Noruega-Inglaterra sobre el terreno de juego a partir de las 23 horas. VIVIR
¿Cómo frena Erling Haaland? Si hay alguien que puede hacer esta pregunta sabiendo que la respuesta existe en alguna parte, ese es Inglaterra.
.Inglaterra, un alemán al mando. La receta de Tuchel
La Premier League es la liga adoptada por el delantero centro noruego nacido en Leeds, la mitad de la defensa que tiene Tuchel proviene del City, el hombre de la portería, y de toda la plantilla sólo cuatro no juegan en la Premier League.
Haaland intentó echarle la culpa a sus rivales (“son los favoritos, están presionando a los ingleses”, dijo a los medios) de cara a los cuartos de final del Mundial de mañana en Miami. Y de hecho, la selección de los Tres Leones siente un optimismo creciente en casa.

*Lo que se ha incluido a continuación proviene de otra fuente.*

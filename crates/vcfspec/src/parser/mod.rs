//! tfvars parser
//!
//! Parsing happens in three steps:
//! 1. `#` comments are stripped line by line ([scan::strip_comments])
//! 2. the text is split into top level `name = value` assignments ([scan::segment])
//! 3. each right-hand side is classified into a [Value] ([classify::classify])
//!
//! The parser never fails. Input it cannot make sense of ends up as a string value or is skipped, in both cases a
//! [Diagnostic] is recorded.
mod classify;
mod scan;

use crate::diagnostic::{Diagnostic, DiagnosticKind, Diagnostics};
use crate::variables::Variables;

/// Result of [parse]
#[derive(Debug, Clone, Default, PartialEq)]
pub struct Parsed {
    pub variables: Variables,
    pub diagnostics: Diagnostics,
}

/// Parse a tfvars document
///
/// A variable assigned more than once keeps the last value.
#[tracing::instrument(level = "trace", skip_all)]
pub fn parse(text: &str) -> Parsed {
    let mut parsed = Parsed::default();

    let cleaned = scan::strip_comments(text);
    let assignments = scan::segment(&cleaned, &mut parsed.diagnostics);

    for assignment in assignments {
        let mut reporter = Reporter::new(
            assignment.line,
            assignment.name,
            &mut parsed.diagnostics,
        );
        let value = classify::classify(&assignment.value, &mut reporter);
        tracing::trace!(name = assignment.name, kind = value.kind(), "classified");

        if let Some(previous) = parsed.variables.insert(assignment.name, value) {
            tracing::debug!(
                name = assignment.name,
                line = assignment.line,
                previous = previous.kind(),
                "variable reassigned"
            );
        }
    }

    parsed
}

/// Records diagnostics for the assignment currently being classified
#[derive(derive_new::new)]
pub(crate) struct Reporter<'a> {
    line: usize,
    variable: &'a str,
    diagnostics: &'a mut Diagnostics,
}

impl Reporter<'_> {
    pub(crate) fn report(&mut self, kind: DiagnosticKind) {
        self.diagnostics.log(Diagnostic::new(
            self.line,
            Some(self.variable.to_string()),
            kind,
        ));
    }
}

#[cfg(test)]
mod test {
    use super::*;
    use crate::value::Value;
    use pretty_assertions::assert_eq;

    #[test]
    fn scalar_assignments() {
        let parsed = parse("name = \"x\"\ncount = 42\nratio = 3.5\nflag = true\nnothing = null");

        let expected: Variables = [
            ("name", Value::from("x")),
            ("count", 42_i64.into()),
            ("ratio", 3.5.into()),
            ("flag", true.into()),
            ("nothing", Value::Null),
        ]
        .into_iter()
        .map(|(name, value)| (name.to_string(), value))
        .collect();

        assert_eq!(parsed.variables, expected);
        assert!(parsed.diagnostics.is_empty());
    }

    #[test]
    fn hash_inside_string_is_kept() {
        let parsed = parse("foo = \"a#b\" # trailing");
        assert_eq!(parsed.variables.get("foo"), Some(&"a#b".into()));
    }

    #[test]
    fn last_assignment_wins() {
        let parsed = parse("a = 1\na = 2");
        assert_eq!(parsed.variables.len(), 1);
        assert_eq!(parsed.variables.get("a"), Some(&2_i64.into()));
    }

    #[test]
    fn empty_and_comment_only_input() {
        assert_eq!(parse(""), Parsed::default());
        assert_eq!(parse("# nothing\n\n   \n# here"), Parsed::default());
    }

    #[test]
    fn multi_line_list_of_objects() {
        let text = r#"
mgmt_esxi_hosts = [
  {
    hostname       = "esx01.vcf.lab"   # first
    password       = "VMware123!"
    ssl_thumbprint = ""
  },
  {
    hostname = "esx02.vcf.lab"
  },
]
ntp_servers = ["10.1.1.1", "10.1.1.2"]
"#;
        let parsed = parse(text);
        assert!(parsed.diagnostics.is_empty());

        let hosts = parsed.variables.get("mgmt_esxi_hosts").unwrap();
        let hosts = hosts.as_list().unwrap();
        assert_eq!(hosts.len(), 2);

        let first = hosts[0].as_object().unwrap();
        assert_eq!(first.get("hostname"), Some(&"esx01.vcf.lab".into()));
        assert_eq!(first.get("ssl_thumbprint"), Some(&"".into()));
        assert_eq!(
            parsed.variables.get("ntp_servers"),
            Some(&vec!["10.1.1.1", "10.1.1.2"].into())
        );
    }

    #[test]
    fn top_level_object() {
        let parsed = parse("pool = {\n  name = \"tep\"\n  size = 4\n}\nafter = 1");
        let pool = parsed.variables.get("pool").and_then(Value::as_object).unwrap();

        assert_eq!(pool.get("name"), Some(&"tep".into()));
        assert_eq!(pool.get("size"), Some(&4_i64.into()));
        assert_eq!(parsed.variables.get("after"), Some(&1_i64.into()));
    }

    #[test]
    fn diagnostics_point_at_the_assignment() {
        let parsed = parse("a = 1\n\nsize = medium\nb = 2");

        assert_eq!(parsed.variables.get("size"), Some(&"medium".into()));
        assert_eq!(parsed.variables.get("b"), Some(&2_i64.into()));

        let issues: Vec<_> = parsed.diagnostics.iter().collect();
        assert_eq!(issues.len(), 1);
        assert_eq!(issues[0].line, 3);
        assert_eq!(issues[0].variable.as_deref(), Some("size"));
    }

    #[test]
    fn unclosed_list_does_not_swallow_later_assignments() {
        let parsed = parse(
            "ntp_servers = [\"10.0.0.2\", \"10.0.0.3\"\ninstance_id = \"lab01\"\nmgmt_vcenter_hostname = \"vc01\"\n",
        );

        assert_eq!(
            parsed.variables.get("ntp_servers"),
            Some(&vec!["10.0.0.2", "10.0.0.3"].into())
        );
        assert_eq!(parsed.variables.get("instance_id"), Some(&"lab01".into()));
        assert_eq!(
            parsed.variables.get("mgmt_vcenter_hostname"),
            Some(&"vc01".into())
        );
        assert_eq!(
            parsed.diagnostics.kinds().collect::<Vec<_>>(),
            [&DiagnosticKind::UnbalancedValue, &DiagnosticKind::UnclosedList]
        );
    }

    #[test]
    fn brace_in_bare_word_is_not_nesting() {
        let parsed = parse("mgmt_vcenter_vm_size = medium{\ninstance_id = \"lab01\"\n");

        assert_eq!(
            parsed.variables.get("mgmt_vcenter_vm_size"),
            Some(&"medium{".into())
        );
        assert_eq!(parsed.variables.get("instance_id"), Some(&"lab01".into()));
    }
}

“Tengo que pensarlo de nuevo: esta Inglaterra puede ganar la Copa del Mundo”, frase ahora quizás demasiado torcida en la dirección contraria de Alan Shearer, exdelantero centro de la selección nacional y comentarista de televisión, que antes del Mundial se había sumado al gran grupo de los escépticos. En resumen, Inglaterra sueña con un gran sábado, incluso con el cricket potencialmente convirtiéndose mañana en el equipo nacional número uno del mundo si vence a India en Southampton.
“Jugamos, ganamos, luego nos sentamos frente al televisor y seguimos el fútbol inglés”, dice el capitán Harry Brook.
Hoy, la selección nacional de fútbol, resucitada gracias a la elección de un entrenador alemán, ve la posibilidad de volver a disputar una semifinal mundial, como sólo lo consiguió en la exitosa edición de 1966 y hace ocho años, en Rusia, cuando acabó cuarta.
El obstáculo es Noruega. Y Tuchel tiene que hacer algunos cálculos en defensa.
Por otro lado, la ola de entusiasmo por un “regreso a las raíces” de la Copa, que dura demasiado tiempo, es tal que, desde Tuchel hasta el último aficionado inglés, todos miran hacia adelante y no hacia atrás: a los siete goles de Haaland, en busca de la Bota de Oro, Inglaterra se opone a los seis de Harry Kane, liderando al equipo como nunca antes en este Mundial.
Tal vez sea demasiado fácil reducir el Inglaterra-Noruega a un duelo entre los dos nueve, pero es un hecho que son sus hazañas de cara a la portería, a menudo hasta ahora, las que han hecho retroceder a sus respectivos equipos. Y si Solbakken confía en la inteligencia futbolística de Odegaard, su rival alemán confía en el nuevo estado de forma de Jude Bellingham, una temporada de sufrimiento en el Real Madrid y ahora un Mundial para revivir.
En la delantera, Tuchel quizás también pueda recuperar plenamente a Saka, protagonista de la excelente temporada del Arsenal pero hasta ahora retenido en el Mundial por un problema en el tendón de Aquiles. “Me hubiera gustado participar al 100% en esta Copa – dice el delantero, que nunca ha jugado 90 minutos seguidos – pero no fue posible y todo el mundo lo sabe. Me gestionaron de la mejor manera posible. Pero ahora me siento bien y estoy listo para salir al campo”. En definitiva, un desafío entre dos ataques.